What are your research or academic interests?

I have many research interests across several different disciplines, including LGBTQ* studies, disability studies, religion and theology, and media and information science. As a queer-identified gender-nonconforming person, I have always been fascinated by the role of religion in U.S. political discourse on issues relating to the LGBTQ* community. In my research, I utilize frameworks from queer theory and LGBTQ* studies in textual analyses and I explore the ways in which queer theory, critical race theory, and disability studies align in terms of representations of the body and phenomenology.
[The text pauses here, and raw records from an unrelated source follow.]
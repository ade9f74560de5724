use embassy_time::{Duration, Instant, Timer};

/// Time source and delay for the cooperative loops.
pub trait Clock {
    fn now(&self) -> Instant;
    async fn sleep(&self, duration: Duration);
}

/// Clock backed by the embassy time driver.
#[derive(Debug, Clone, Copy, Default)]
pub struct EmbassyClock;

impl Clock for EmbassyClock {
    fn now(&self) -> Instant {
        Instant::now()
    }

    async fn sleep(&self, duration: Duration) {
        Timer::after(duration).await
    }
}
use crc::{Crc, CRC_32_ISO_HDLC};
use embedded_storage::nor_flash::NorFlash;
use log::{info, warn};

use crate::config::{self, DeviceConfig};
use crate::error::ConfigError;

/// Size of one record slot, one ESP32 flash sector
pub const SLOT_SIZE: u32 = 4096;
/// Number of alternating slots
const SLOT_COUNT: u32 = 2;
/// Largest JSON body a slot accepts
pub const MAX_RECORD_LEN: usize = 1024;

const RECORD_MAGIC: [u8; 4] = *b"SNCF";
const HEADER_LEN: usize = 16;

const CRC32: Crc<u32> = Crc::<u32>::new(&CRC_32_ISO_HDLC);

enum Slot {
    Empty,
    Invalid,
    Valid { sequence: u32, config: DeviceConfig },
}

/// Configuration record in two alternating erase sectors, so a save never
/// overwrites the copy a later `load` would fall back to.
///
/// ```text
/// offset 0   magic "SNCF"
/// offset 4   sequence   u32 LE, bumped on every save
/// offset 8   length     u32 LE, JSON body length
/// offset 12  crc32      u32 LE, CRC-32/ISO-HDLC of the body
/// offset 16  body       JSON, padded to the flash write size with 0xFF
/// ```
///
/// The body is written before the header. An interrupted save leaves an
/// erased header or a CRC mismatch in the target slot.
pub struct ConfigStore<F> {
    flash: F,
    base: u32,
}

impl<F: NorFlash> ConfigStore<F> {
    /// `base` must be aligned to the flash erase size and leave room for
    /// two `SLOT_SIZE` slots.
    pub fn new(flash: F, base: u32) -> Self {
        Self { flash, base }
    }

    pub fn load(&mut self) -> Result<DeviceConfig, ConfigError> {
        let mut seen_record = false;
        let mut newest: Option<(u32, DeviceConfig)> = None;

        for index in 0..SLOT_COUNT {
            match self.read_slot(index)? {
                Slot::Empty => {}
                Slot::Invalid => seen_record = true,
                Slot::Valid { sequence, config } => {
                    seen_record = true;
                    let replace = match &newest {
                        Some((current, _)) => is_newer(sequence, *current),
                        None => true,
                    };
                    if replace {
                        newest = Some((sequence, config));
                    }
                }
            }
        }

        match newest {
            Some((sequence, config)) => {
                info!("Loaded configuration record #{}", sequence);
                Ok(config)
            }
            None if seen_record => Err(ConfigError::Corrupt),
            None => Err(ConfigError::NotFound),
        }
    }

    pub fn save(&mut self, config: &DeviceConfig) -> Result<(), ConfigError> {
        let body = config::encode(config)?;
        if body.len() > MAX_RECORD_LEN {
            return Err(ConfigError::WriteFailed);
        }

        let (target, sequence) = match self.newest_valid_slot()? {
            Some((index, sequence)) => ((index + 1) % SLOT_COUNT, sequence.wrapping_add(1)),
            None => (0, 1),
        };
        let offset = self.slot_offset(target);

        self.flash
            .erase(offset, offset + SLOT_SIZE)
            .map_err(|_| ConfigError::WriteFailed)?;

        let length = body.len();
        let crc = CRC32.checksum(&body);

        let mut padded = body;
        padded.resize(align_up(length, F::WRITE_SIZE), 0xFF);
        self.flash
            .write(offset + HEADER_LEN as u32, &padded)
            .map_err(|_| ConfigError::WriteFailed)?;

        let mut header = [0u8; HEADER_LEN];
        header[0..4].copy_from_slice(&RECORD_MAGIC);
        header[4..8].copy_from_slice(&sequence.to_le_bytes());
        header[8..12].copy_from_slice(&(length as u32).to_le_bytes());
        header[12..16].copy_from_slice(&crc.to_le_bytes());
        self.flash
            .write(offset, &header)
            .map_err(|_| ConfigError::WriteFailed)?;

        info!("Saved configuration record #{} to slot {}", sequence, target);
        Ok(())
    }

    fn slot_offset(&self, index: u32) -> u32 {
        self.base + index * SLOT_SIZE
    }

    fn newest_valid_slot(&mut self) -> Result<Option<(u32, u32)>, ConfigError> {
        let mut newest: Option<(u32, u32)> = None;
        for index in 0..SLOT_COUNT {
            if let Slot::Valid { sequence, .. } = self.read_slot(index)? {
                let replace = match newest {
                    Some((_, current)) => is_newer(sequence, current),
                    None => true,
                };
                if replace {
                    newest = Some((index, sequence));
                }
            }
        }
        Ok(newest)
    }

    fn read_slot(&mut self, index: u32) -> Result<Slot, ConfigError> {
        let offset = self.slot_offset(index);

        let mut header = [0u8; HEADER_LEN];
        self.flash
            .read(offset, &mut header)
            .map_err(|_| ConfigError::StorageUnavailable)?;

        if header[0..4] != RECORD_MAGIC {
            return Ok(Slot::Empty);
        }

        let sequence = read_u32(&header[4..8]);
        let length = read_u32(&header[8..12]) as usize;
        let crc = read_u32(&header[12..16]);

        if length == 0 || length > MAX_RECORD_LEN {
            warn!("Config slot {}: bad record length {}", index, length);
            return Ok(Slot::Invalid);
        }

        let mut body = [0u8; MAX_RECORD_LEN];
        let padded = align_up(length, F::READ_SIZE).min(MAX_RECORD_LEN);
        self.flash
            .read(offset + HEADER_LEN as u32, &mut body[..padded])
            .map_err(|_| ConfigError::StorageUnavailable)?;

        if CRC32.checksum(&body[..length]) != crc {
            warn!("Config slot {}: checksum mismatch", index);
            return Ok(Slot::Invalid);
        }

        match config::decode(&body[..length]) {
            Ok(config) => Ok(Slot::Valid { sequence, config }),
            Err(_) => Ok(Slot::Invalid),
        }
    }
}

fn read_u32(bytes: &[u8]) -> u32 {
    u32::from_le_bytes([bytes[0], bytes[1], bytes[2], bytes[3]])
}

fn align_up(len: usize, align: usize) -> usize {
    if align <= 1 {
        len
    } else {
        len.div_ceil(align) * align
    }
}

fn is_newer(candidate: u32, current: u32) -> bool {
    (candidate.wrapping_sub(current) as i32) > 0
}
My MA thesis at Union was about the racialization of homophobic interpretations of Biblical passages by the Moral Majority and other organizations during the 1980s period of the AIDS epidemic. Currently, my research centers around digital communications - particularly the use of private social media platforms such as Facebook in grassroots activism and message-spreading, social group formation and polarization, and the concept of data as labor, using a feminist queer lens and theological concepts to address issues relating to privacy and capitalism.
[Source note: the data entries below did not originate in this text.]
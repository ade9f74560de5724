use core::pin::pin;

use embassy_futures::select::{select, Either};
use embassy_time::{Duration, Instant};
use embedded_storage::nor_flash::NorFlash;
use log::{error, info, warn};

use crate::clock::Clock;
use crate::config::{DeviceConfig, FieldError};
use crate::connectivity::NetworkLink;
use crate::constants::RESTART_DELAY;
use crate::error::{ConfigError, RestartReason};
use crate::identity::DeviceIdentity;
use crate::portal::{AccessPoint, CaptivePortal, PortalForm, PortalOutcome, PortalSubmission};
use crate::reset_intent::{BootMarker, ResetIntentDetector};
use crate::storage::ConfigStore;

#[derive(Debug, Clone, PartialEq, Eq)]
pub enum BootOutcome {
    Operational(DeviceConfig),
    Restart(RestartReason),
}

#[derive(Debug, Clone, Copy, PartialEq, Eq)]
pub enum CommitError {
    Invalid(FieldError),
    Storage(ConfigError),
}

/// Boot-time choice between provisioning and normal operation.
///
/// The node provisions when no usable configuration is stored or when the
/// operator double-resets it. Every dead end is reported as a
/// [`RestartReason`]; the caller performs the reset.
pub struct ProvisioningController<F, M> {
    store: ConfigStore<F>,
    detector: ResetIntentDetector<M>,
    identity: DeviceIdentity,
    portal_password: &'static str,
    portal_timeout: Duration,
}

impl<F: NorFlash, M: BootMarker> ProvisioningController<F, M> {
    pub fn new(
        store: ConfigStore<F>,
        detector: ResetIntentDetector<M>,
        identity: DeviceIdentity,
        portal_password: &'static str,
        portal_timeout: Duration,
    ) -> Self {
        Self {
            store,
            detector,
            identity,
            portal_password,
            portal_timeout,
        }
    }

    /// Decides how this boot proceeds. A requested restart leaves the reset
    /// marker cleared, so it is not mistaken for an operator double reset.
    pub async fn boot<P, N, K>(&mut self, portal: &mut P, network: &mut N, clock: &K) -> BootOutcome
    where
        P: CaptivePortal,
        N: NetworkLink,
        K: Clock,
    {
        let outcome = self.decide(portal, network, clock).await;
        if let BootOutcome::Restart(_) = outcome {
            self.detector.stop();
        }
        outcome
    }

    /// Hands the detector back once boot is decided, to close the window
    pub fn into_detector(self) -> ResetIntentDetector<M> {
        self.detector
    }

    async fn decide<P, N, K>(&mut self, portal: &mut P, network: &mut N, clock: &K) -> BootOutcome
    where
        P: CaptivePortal,
        N: NetworkLink,
        K: Clock,
    {
        let booted = clock.now();
        let double_reset = self.detector.note_boot();
        let prior = match self.store.load() {
            Ok(config) if !double_reset => return BootOutcome::Operational(config),
            Ok(config) => {
                info!("Reprovisioning requested by double reset");
                self.detector.stop();
                Some(config)
            }
            Err(e) => {
                info!("No usable configuration ({:?}), provisioning", e);
                if double_reset {
                    self.detector.stop();
                }
                None
            }
        };

        let access_point = AccessPoint {
            ssid: self.identity.portal_ssid(),
            password: self.portal_password,
        };
        let window = self.detector.window();

        // the portal may outlive the reset window, which must still close on time
        let mut joining = pin!(provision_and_join(
            &mut self.store,
            access_point,
            self.portal_timeout,
            prior.as_ref(),
            portal,
            network,
            clock,
        ));
        let window_closes = async {
            let elapsed = clock.now().duration_since(booted);
            if elapsed < window {
                clock.sleep(window - elapsed).await;
            }
        };

        let outcome = match select(joining.as_mut(), window_closes).await {
            Either::First(outcome) => outcome,
            Either::Second(()) => {
                self.detector.stop();
                joining.await
            }
        };

        self.detector.expire(clock.now().duration_since(booted));
        outcome
    }

    /// Merges `submission` over `prior`, validates and stores the result.
    pub fn commit(
        &mut self,
        prior: Option<&DeviceConfig>,
        submission: &PortalSubmission,
    ) -> Result<DeviceConfig, CommitError> {
        commit(&mut self.store, prior, submission)
    }
}

fn commit<F: NorFlash>(
    store: &mut ConfigStore<F>,
    prior: Option<&DeviceConfig>,
    submission: &PortalSubmission,
) -> Result<DeviceConfig, CommitError> {
    let config = submission.merge(prior).map_err(CommitError::Invalid)?;
    store.save(&config).map_err(CommitError::Storage)?;
    Ok(config)
}

/// Runs the portal until a configuration is committed, then associates once
/// with the new credentials.
async fn provision_and_join<F, P, N, K>(
    store: &mut ConfigStore<F>,
    access_point: AccessPoint,
    portal_timeout: Duration,
    prior: Option<&DeviceConfig>,
    portal: &mut P,
    network: &mut N,
    clock: &K,
) -> BootOutcome
where
    F: NorFlash,
    P: CaptivePortal,
    N: NetworkLink,
    K: Clock,
{
    let deadline = clock.now() + portal_timeout;
    let config = match provision(store, &access_point, deadline, prior, portal, clock).await {
        Ok(config) => config,
        Err(reason) => return BootOutcome::Restart(reason),
    };

    match network
        .associate(&config.wifi_ssid, &config.wifi_password)
        .await
    {
        Ok(()) => BootOutcome::Operational(config),
        Err(e) => {
            error!("Failed to connect with the new credentials: {:?}", e);
            clock.sleep(RESTART_DELAY).await;
            BootOutcome::Restart(RestartReason::ProvisioningNetworkFailed(e))
        }
    }
}

async fn provision<F: NorFlash, P: CaptivePortal, K: Clock>(
    store: &mut ConfigStore<F>,
    access_point: &AccessPoint,
    deadline: Instant,
    prior: Option<&DeviceConfig>,
    portal: &mut P,
    clock: &K,
) -> Result<DeviceConfig, RestartReason> {
    let mut form = PortalForm::prefill(prior);

    loop {
        let now = clock.now();
        if now >= deadline {
            warn!("Provisioning portal timed out");
            return Err(RestartReason::PortalTimeout);
        }

        info!("Portal open on {}", access_point.ssid);
        match portal
            .run(access_point, &form, deadline.duration_since(now))
            .await
        {
            PortalOutcome::TimedOut => {
                warn!("Provisioning portal timed out");
                return Err(RestartReason::PortalTimeout);
            }
            PortalOutcome::Submitted(submission) => match commit(store, prior, &submission) {
                Ok(config) => {
                    info!("Configuration saved");
                    return Ok(config);
                }
                Err(CommitError::Invalid(e)) => {
                    warn!("Submission rejected: {:?}", e);
                    form.error = Some(e);
                }
                Err(CommitError::Storage(e)) => {
                    error!("Failed to save configuration: {:?}", e);
                    return Err(RestartReason::ConfigCommitFailed(e));
                }
            },
        }
    }
}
What most excites you about your role?

I’m not sure which excites me the most - my role encompasses many different activities and they’re all exciting, it’s hard to pick just one. Teaching workshops for students in the library is definitely a blast. Seeing their faces when I show them how to get tons of materials for free from the library is one of the best parts about being a librarian. Hearing about students’ research topics is fascinating, too. Working with researchers puts me in the position of learning about new different areas every day; when someone comes to the library for help with research, I get to explore with them and discover things I’ve never read much about before. In the same day, I might spend an hour with one researcher looking at queer Brazilian filmmakers, another at 20th-century televangelists, another at 15th-century Dutch manuscripts. The collections at the Burke are so vast, I’m constantly learning about new various aspects of religious history encompassed at the library.
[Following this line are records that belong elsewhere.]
#![no_std]
#![no_main]

use static_cell::{ConstStaticCell, StaticCell};

use embassy_embedded_hal::shared_bus::asynch::i2c::I2cDevice;
use embassy_executor::Spawner;
use embassy_sync::{blocking_mutex::raw::NoopRawMutex, mutex::Mutex};
use embassy_time::{Delay, Duration, Instant, Timer};

use esp_alloc as _;
use esp_backtrace as _;
use esp_hal::{self as hal};
use esp_println::logger::init_logger;
use esp_storage::FlashStorage;

use hal::{
    dma_buffers,
    efuse::Efuse,
    i2c::master::{BusTimeout, I2c},
    i2s::master::{Config as I2sConfig, DataFormat, I2s},
    rng::Rng,
    time::Rate,
    timer::timg::TimerGroup,
    Async,
};
use log::{error, info};

use sensor_node::clock::EmbassyClock;
use sensor_node::config::{Capability, BUILD_CONFIG};
use sensor_node::connectivity::ConnectivityManager;
use sensor_node::constants::*;
use sensor_node::error::{RestartReason, SensorError};
use sensor_node::identity::DeviceIdentity;
use sensor_node::mqtt::{Mqtt, SessionMemory};
use sensor_node::portal_server::Portal;
use sensor_node::provisioning::{BootOutcome, ProvisioningController};
use sensor_node::reset_intent::{BootMarker, ResetIntentDetector, CLEARED_MARKER};
use sensor_node::rtc_marker::RtcMarker;
use sensor_node::scheduler::TelemetryScheduler;
use sensor_node::sensors::{bme280::Bme280, i2s::I2sMicrophone, scd30::Scd30, Sensors};
use sensor_node::storage::ConfigStore;
use sensor_node::telemetry::CapabilityAnnouncement;
use sensor_node::wifi::{Radio, Wifi};

esp_bootloader_esp_idf::esp_app_desc!();

type SharedI2c = I2cDevice<'static, NoopRawMutex, I2c<'static, Async>>;
type NodeSensors = Sensors<Bme280<SharedI2c, Delay>, Scd30<SharedI2c, Delay>, I2sMicrophone>;

static RADIO: StaticCell<esp_radio::Controller<'static>> = StaticCell::new();
static I2C_BUS: StaticCell<Mutex<NoopRawMutex, I2c<'static, Async>>> = StaticCell::new();
static MQTT_SESSION: ConstStaticCell<SessionMemory> = ConstStaticCell::new(SessionMemory::new());

#[esp_rtos::main]
async fn main(spawner: Spawner) -> ! {
    init_logger(log::LevelFilter::Info);
    info!("sensor node v{}", VERSION);

    let peripherals = esp_hal::init(esp_hal::Config::default());

    esp_alloc::heap_allocator!(size: HEAP_SIZE);

    let timg0 = TimerGroup::new(peripherals.TIMG0);
    esp_rtos::start(timg0.timer0);

    let identity = DeviceIdentity::from_mac(Efuse::mac_address());
    info!("Device id: {}", identity);

    let store = ConfigStore::new(FlashStorage::new(peripherals.FLASH), CONFIG_FLASH_OFFSET);
    let detector = ResetIntentDetector::new(RtcMarker, BUILD_CONFIG.double_reset_window());

    let radio_init = RADIO.init(esp_radio::init().expect("Failed to initialize radio controller"));
    let radio = Radio::new(radio_init, peripherals.WIFI, Rng::new(), &identity, spawner)
        .expect("Failed to initialize WiFi");
    let mut wifi = Wifi::new(&radio);
    let mut portal = Portal::new(&radio);

    let mut controller = ProvisioningController::new(
        store,
        detector,
        identity.clone(),
        BUILD_CONFIG.portal_password,
        BUILD_CONFIG.portal_timeout(),
    );
    let config = match controller.boot(&mut portal, &mut wifi, &EmbassyClock).await {
        BootOutcome::Operational(config) => config,
        BootOutcome::Restart(reason) => restart(reason),
    };

    if spawner.spawn(reset_window(controller.into_detector())).is_err() {
        error!("Failed to spawn reset window task");
    }

    let mut sensors = NodeSensors::new();

    if config.capabilities.has(Capability::Climate) || config.capabilities.has(Capability::Co2) {
        let i2c_config = hal::i2c::master::Config::default()
            .with_frequency(Rate::from_khz(100))
            .with_timeout(BusTimeout::BusCycles(24));

        let i2c = I2c::new(peripherals.I2C0, i2c_config)
            .expect("Failed to create I2C bus")
            .with_sda(peripherals.GPIO21)
            .with_scl(peripherals.GPIO22)
            .into_async();
        let i2c_bus = I2C_BUS.init(Mutex::new(i2c));

        if config.capabilities.has(Capability::Climate) {
            sensors.attach_climate(Bme280::new(I2cDevice::new(i2c_bus), Delay).await);
        }
        if config.capabilities.has(Capability::Co2) {
            sensors.attach_co2(Scd30::new(I2cDevice::new(i2c_bus), Delay).await);
        }
    }

    if config.capabilities.has(Capability::Microphone) {
        let (rx_buffer, rx_descriptors, _, _) = dma_buffers!(4 * 4092, 0);
        let i2s_config = I2sConfig::new_tdm_philips()
            .with_sample_rate(Rate::from_hz(16000))
            .with_data_format(DataFormat::Data16Channel16);

        let microphone = I2s::new(peripherals.I2S0, peripherals.DMA_I2S0, i2s_config)
            .map_err(|_| SensorError::InitFailed)
            .and_then(|i2s| {
                let rx = i2s
                    .into_async()
                    .i2s_rx
                    .with_bclk(peripherals.GPIO26)
                    .with_ws(peripherals.GPIO25)
                    .with_din(peripherals.GPIO33)
                    .build(rx_descriptors);
                I2sMicrophone::start(spawner, rx, rx_buffer)
            });

        if sensors.attach_microphone(microphone).is_err() {
            halt().await;
        }
    }

    let announcement = CapabilityAnnouncement::new(&identity, &config, sensors.available())
        .to_json()
        .expect("Failed to serialize capability announcement");

    let enabled = config.capabilities;
    let broker = Mqtt::new(radio.sta_stack, MQTT_SESSION.take());

    let mut connectivity =
        match ConnectivityManager::connect(wifi, broker, EmbassyClock, identity, config, announcement)
            .await
        {
            Ok(connectivity) => connectivity,
            Err(reason) => restart(reason),
        };

    let mut scheduler = TelemetryScheduler::new(
        EmbassyClock,
        enabled,
        BUILD_CONFIG.measurement_interval(),
        BUILD_CONFIG.measurement_topic,
    );

    let reason = scheduler.run_forever(&mut connectivity, &mut sensors).await;
    restart(reason)
}

/// Clears the double-reset marker so the reboot is not taken for an operator
/// request, then resets the chip.
fn restart(reason: RestartReason) -> ! {
    error!("Restarting: {:?}", reason);
    let mut marker = RtcMarker;
    marker.write(CLEARED_MARKER);
    esp_hal::system::software_reset()
}

async fn halt() -> ! {
    error!("Halted");
    loop {
        Timer::after(Duration::from_secs(3600)).await;
    }
}

#[embassy_executor::task]
async fn reset_window(mut detector: ResetIntentDetector<RtcMarker>) {
    let since_boot = Instant::now().duration_since(Instant::MIN);
    if detector.expire(since_boot) {
        Timer::after(detector.window() - since_boot).await;
        detector.stop();
    }
    info!("Double reset window closed");
}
What is the coolest or most obscure thing you've discovered about the Burke Library since you started your job?

For a long time, I knew the Burke owned the contents of the Missionary Research Library in its archives and I was skeptical of those collections. (“Missionary research? What’s that about?”) But after working with the Burke archives for some time and corresponding with researchers who came to see materials from those collections (several hundred linear feet in total), I came to see their potential for scholarship, including providing insights into both the traumatic elements of colonization and the personal sides of those stories. These collections provide a unique lens into several particular situations of interreligious and cross-cultural engagements and provide on-the-ground primary-source information about the history of globalization under a microscope. Anyone developing post-colonial and liberatory work on these histories can benefit from looking at these dynamics, from the people who were actually there.

What is one thing - professional or personal - you hope to learn in the next year?

I’ve been meaning to take a class in American Sign Language (ASL) for yearsand after the holidays, I’m planning to finally sign up for a course. I know a little bit through my work as a service provider, since I worked with ASL interpreters and deaf clients regularly, and meeting up with my interpreter colleagues in noisy New York bars means the group communicates mostly in ASL. It would be nice to practice and train in a more formal setting and really develop my skills. Learning ASL takes practice within that particular language community to really use it and be able to communicate with others, but it would also be nice to get a better understanding of the frameworks and grammatical elements of the language too.

*I use "LGBTQ" the way I see it as being commonly used as an umbrella acronym to stand for Lesbian, Gay, Bisexual, Trans/Transgender/Gender-Nonconforming/Genderqueer, and Queer, while also being a stand-in to shorten much longer acronyms inclusive of other identities seen as being marginalized along the lines of sex, gender, and sexuality.